The room is long and narrow, an awkward space, but it's been well-designed so it feels comfortable. At the far end of the dining room is a teppanyaki table, and Kevin and I took chairs at one corner of it.

Japanese cuisine is often divided into various techniques, and that's how it's done on the menu. There's sushi, sashimi, tempura and teppanyaki, which is the most recent addition to the Japanese culinary canon. Teppanyaki is a combination of theatre, juggling and cooking, where the chef cooks at the table and uses theatrical techniques to entertain the diners, as well as feeding them.

Standard parts of the repertoire are spatula work, using it to catch eggs mid-air, flipping food across the teppanyaki table and shelling eggs mid-air. Then, there's juggling with sauce bottles, using the cooking utensils as percussion instruments and, lastly, the actual cooking of the food.
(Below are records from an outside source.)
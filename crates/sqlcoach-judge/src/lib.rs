//! Practice workflows: build the practice tables, author problems and grade
//! learner answers.
//!
//! A learner's SQL always passes through the guard before it reaches the
//! database, and the comparator's verdict is final regardless of what the
//! tutor says about the answer.

mod error;
mod options;
mod outcome;
mod workflow;

pub use error::{JudgeError, JudgeResult};
pub use options::JudgeOptions;
pub use outcome::{AnswerCheck, CreatedTables, GeneratedProblem, Grade, TableOverview};
pub use workflow::Judge;
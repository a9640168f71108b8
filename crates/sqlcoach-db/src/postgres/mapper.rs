use std::collections::{BTreeMap, BTreeSet};

use sqlcoach_core::{ColumnSchema, Difficulty, ForeignKeyRef, Problem, TableSchema};

use super::queries::{RawColumn, RawForeignKey, RawProblem};

pub fn map_table(
    table_name: String,
    columns: Vec<RawColumn>,
    primary_key: Vec<String>,
    foreign_keys: Vec<RawForeignKey>,
) -> TableSchema {
    let primary_key: BTreeSet<String> = primary_key.into_iter().collect();
    let mut foreign_keys: BTreeMap<String, ForeignKeyRef> = foreign_keys
        .into_iter()
        .map(|fk| {
            (
                fk.column,
                ForeignKeyRef {
                    table: fk.referenced_table,
                    column: fk.referenced_column,
                },
            )
        })
        .collect();

    let columns = columns
        .into_iter()
        .map(|column| ColumnSchema {
            is_primary_key: primary_key.contains(&column.name),
            foreign_key: foreign_keys.remove(&column.name),
            data_type: column.data_type.to_uppercase(),
            is_nullable: column.is_nullable,
            column_name: column.name,
        })
        .collect();

    TableSchema {
        table_name,
        columns,
    }
}

pub fn map_problem(raw: RawProblem) -> Problem {
    Problem {
        id: raw.id,
        theme: raw.theme,
        difficulty: Difficulty::parse_lenient(&raw.difficulty),
        correct_sql: raw.correct_sql,
        expected_result: raw.expected_result,
        table_schemas: raw.table_schemas,
        hint: raw.hint,
        created_at: raw.created_at,
    }
}

/// Quote an identifier for interpolation into DDL.
pub fn quote_ident(name: &str) -> String {
    format!("\"{}\"", name.replace('"', "\"\""))
}
//! Chat-completions client and tutoring prompts for SQLCoach.
//!
//! The model is asked for JSON; [`parse`] pulls the payload out of whatever
//! prose or code fences surround it and [`model`] validates the shape.

pub mod client;
pub mod config;
pub mod error;
pub mod model;
pub mod parse;
pub mod prompts;
pub mod tutor;

pub use client::{ChatCompletion, ChatMessage, ChatRole, CompletionOverrides, LlmClient};
pub use config::LlmConfig;
pub use error::{LlmError, LlmResult};
pub use model::{AnswerReview, ProblemDraft, TableBlueprint};
pub use parse::{extract_json_text, parse_json_response};
pub use tutor::{AnswerSubmission, LlmTutor, Tutor};
use chrono::{DateTime, FixedOffset, NaiveDate, NaiveDateTime, NaiveTime, SecondsFormat, Utc};
use rust_decimal::Decimal;
use rust_decimal::prelude::ToPrimitive;
use sqlx::postgres::PgRow;
use sqlx::postgres::types::{PgInterval, PgMoney, PgTimeTz};
use sqlx::types::{JsonValue, Uuid};
use sqlx::{Column, Decode, Postgres, Row, Type, TypeInfo, ValueRef};

use sqlcoach_core::{ResultRow, Scalar};

use crate::error::{DbError, DbResult};

type TimeTz = PgTimeTz<NaiveTime, FixedOffset>;

/// Convert a driver row into a [`ResultRow`], keeping column order.
pub fn decode_row(row: &PgRow) -> DbResult<ResultRow> {
    let mut decoded = ResultRow::new();
    for column in row.columns() {
        let value = decode_cell(row, column.ordinal(), column.name(), column.type_info().name())?;
        decoded.insert(column.name(), value);
    }
    Ok(decoded)
}

fn decode_cell(row: &PgRow, index: usize, column: &str, type_name: &str) -> DbResult<Scalar> {
    let is_null = row
        .try_get_raw(index)
        .map_err(|err| DbError::Decode(err.to_string()))?
        .is_null();
    if is_null {
        return Ok(Scalar::Null);
    }

    let value = match type_name {
        "BOOL" => Scalar::Bool(get::<bool>(row, index)?),
        "INT2" => Scalar::Int(i64::from(get::<i16>(row, index)?)),
        "INT4" => Scalar::Int(i64::from(get::<i32>(row, index)?)),
        "INT8" => Scalar::Int(get::<i64>(row, index)?),
        "FLOAT4" => Scalar::Float(f64::from(get::<f32>(row, index)?)),
        "FLOAT8" => Scalar::Float(get::<f64>(row, index)?),
        "NUMERIC" => Scalar::Float(numeric_to_f64(get::<Decimal>(row, index)?, column)?),
        "TEXT" | "VARCHAR" | "BPCHAR" | "NAME" => Scalar::Text(get::<String>(row, index)?),
        "DATE" => Scalar::Temporal(format_date(get::<NaiveDate>(row, index)?)),
        "TIME" => Scalar::Temporal(format_time(get::<NaiveTime>(row, index)?)),
        "TIMESTAMP" => Scalar::Temporal(format_timestamp(get::<NaiveDateTime>(row, index)?)),
        "TIMESTAMPTZ" => Scalar::Temporal(format_timestamptz(get::<DateTime<Utc>>(row, index)?)),
        "TIMETZ" => Scalar::Temporal(format_timetz(get::<TimeTz>(row, index)?)),
        "INTERVAL" => Scalar::Temporal(format_interval(get::<PgInterval>(row, index)?)),
        "MONEY" => {
            let amount = money_to_decimal(get::<PgMoney>(row, index)?);
            Scalar::Float(numeric_to_f64(amount, column)?)
        }
        "UUID" => Scalar::Text(get::<Uuid>(row, index)?.to_string()),
        "JSON" | "JSONB" => Scalar::Text(get::<JsonValue>(row, index)?.to_string()),
        // Arrays render as JSON text, NULL elements as `null`.
        "BOOL[]" => Scalar::Text(json_array::<bool>(row, index)?),
        "INT2[]" => Scalar::Text(json_array::<i16>(row, index)?),
        "INT4[]" => Scalar::Text(json_array::<i32>(row, index)?),
        "INT8[]" => Scalar::Text(json_array::<i64>(row, index)?),
        "FLOAT4[]" => Scalar::Text(json_array::<f32>(row, index)?),
        "FLOAT8[]" => Scalar::Text(json_array::<f64>(row, index)?),
        "TEXT[]" | "VARCHAR[]" | "BPCHAR[]" | "NAME[]" => {
            Scalar::Text(json_array::<String>(row, index)?)
        }
        other => {
            return Err(DbError::UnsupportedType {
                column: column.to_string(),
                type_name: other.to_string(),
            });
        }
    };

    Ok(value)
}

fn get<'r, T>(row: &'r PgRow, index: usize) -> DbResult<T>
where
    T: Decode<'r, Postgres> + Type<Postgres>,
{
    row.try_get::<T, _>(index)
        .map_err(|err| DbError::Decode(err.to_string()))
}

fn json_array<'r, T>(row: &'r PgRow, index: usize) -> DbResult<String>
where
    Vec<Option<T>>: Decode<'r, Postgres> + Type<Postgres>,
    JsonValue: From<Vec<Option<T>>>,
{
    Ok(JsonValue::from(get::<Vec<Option<T>>>(row, index)?).to_string())
}

/// MONEY arrives as an integer count of cents.
fn money_to_decimal(value: PgMoney) -> Decimal {
    value.to_decimal(2)
}

fn numeric_to_f64(value: Decimal, column: &str) -> DbResult<f64> {
    value
        .to_f64()
        .ok_or_else(|| DbError::Decode(format!("numeric value in '{column}' does not fit f64")))
}

fn format_date(value: NaiveDate) -> String {
    value.format("%Y-%m-%d").to_string()
}

fn format_time(value: NaiveTime) -> String {
    value.format("%H:%M:%S%.f").to_string()
}

fn format_timestamp(value: NaiveDateTime) -> String {
    value.format("%Y-%m-%dT%H:%M:%S%.f").to_string()
}

fn format_timestamptz(value: DateTime<Utc>) -> String {
    value.to_rfc3339_opts(SecondsFormat::AutoSi, false)
}

fn format_timetz(value: TimeTz) -> String {
    format!("{}{}", format_time(value.time), value.offset)
}

/// ISO 8601 duration, matching Postgres' `intervalstyle = iso_8601`.
fn format_interval(value: PgInterval) -> String {
    let years = value.months / 12;
    let months = value.months % 12;

    let micros = value.microseconds;
    let hours = micros / 3_600_000_000;
    let minutes = (micros % 3_600_000_000) / 60_000_000;
    let second_micros = micros % 60_000_000;

    let mut out = String::from("P");
    for (amount, unit) in [(years, 'Y'), (months, 'M'), (value.days, 'D')] {
        if amount != 0 {
            out.push_str(&format!("{amount}{unit}"));
        }
    }

    if micros != 0 {
        out.push('T');
        for (amount, unit) in [(hours, 'H'), (minutes, 'M')] {
            if amount != 0 {
                out.push_str(&format!("{amount}{unit}"));
            }
        }
        if second_micros != 0 {
            out.push_str(&format_seconds(second_micros));
            out.push('S');
        }
    }

    if out == "P" {
        out.push_str("T0S");
    }
    out
}

fn format_seconds(micros: i64) -> String {
    let sign = if micros < 0 { "-" } else { "" };
    let micros = micros.unsigned_abs();
    let whole = micros / 1_000_000;
    let fraction = micros % 1_000_000;
    if fraction == 0 {
        format!("{sign}{whole}")
    } else {
        let digits = format!("{fraction:06}");
        format!("{sign}{whole}.{}", digits.trim_end_matches('0'))
    }
}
But before the theatrical part of the meal, we decided to start with a mixture of sushi and sashimi. The difference between these is rice -- sushi comes with rice, sashimi does not. We had a mixed platter of tuna and salmon sashimi and eel and prawn sushi. We also had a California roll of avocado, crab and cucumber, which we dipped into a mix of soy sauce and wasabi. Those tastes, the classic accompaniments for sushi -- wasabi, soy and pickled ginger -- are a perfect combination. This generous platter for two was €21.

Now, this really is plenty for anyone as a starter, but Kevin and I were in full foodie mode and decided that what we really needed next was a plate of tempura, which is vegetables deep-fried in a very light batter.

If you should order this, a word of warning: a piece of bamboo, carefully split into thin hairs, was also dipped in tempura and deep-fried for decoration. I repeat: for decoration only.

With these dishes gone, it was show time. The teppanyaki chef came out, oiled up the now-hot table and went to work. He began by cooking mixed vegetables, spreading them, then gathering them using the spatula and re-spreading them until they were cooked. Every now and then, he splashed on soy sauce, sweet chilli sauce and fish sauce.

After that, came some egg tricks, which culminated in making an omelette, rolling it up, then using the spatula, cutting it into small pieces while flipping them on to the pile of rice at the other end of the table -- a neat trick -- to make our egg-fried rice.

Then, in fairly quick succession, we got scallops, salmon, jumbo prawns and rib-eye beef, all cooked on the table before us. All this food was, I have to admit, verging on the gluttonous, but each part of the process was so good and such fun to watch that we continued eating long past the point of satiation.

We'd had a couple of Tiger beers while we were eating and plenty of mineral water, so really we had come to standstill. We thought about desserts, but ice cream figured on every one of them, so we decided we had eaten enough.

We both wanted an espresso and so we ordered two. It was only afterwards as I was looking at the menu again that I noticed a single espresso was €3.95. I couldn't resist, I asked our waiter if he sold many espressos. "Not many," came the reply. Not surprising really at that price.

It made me look again at the menu, where I made another discovery -- water is more expensive than beer. More specifically, a 750ml bottle of Ballygowan was €5.25, while a bottle of Tiger beer was €4.30. I did have this conversation with the owner before we left, so it's possible those prices may change.

Apart from my observations on the cost of coffee and water, I thought Mitsuba was very good. The service was excellent, the food was good and the theatrical element was a lot of fun. I also felt that our bill of €106.95 was good value for the amount and the quality of the food we'd eaten. Dublin is not well served with Japanese restaurants, so Mitsuba is a welcome addition.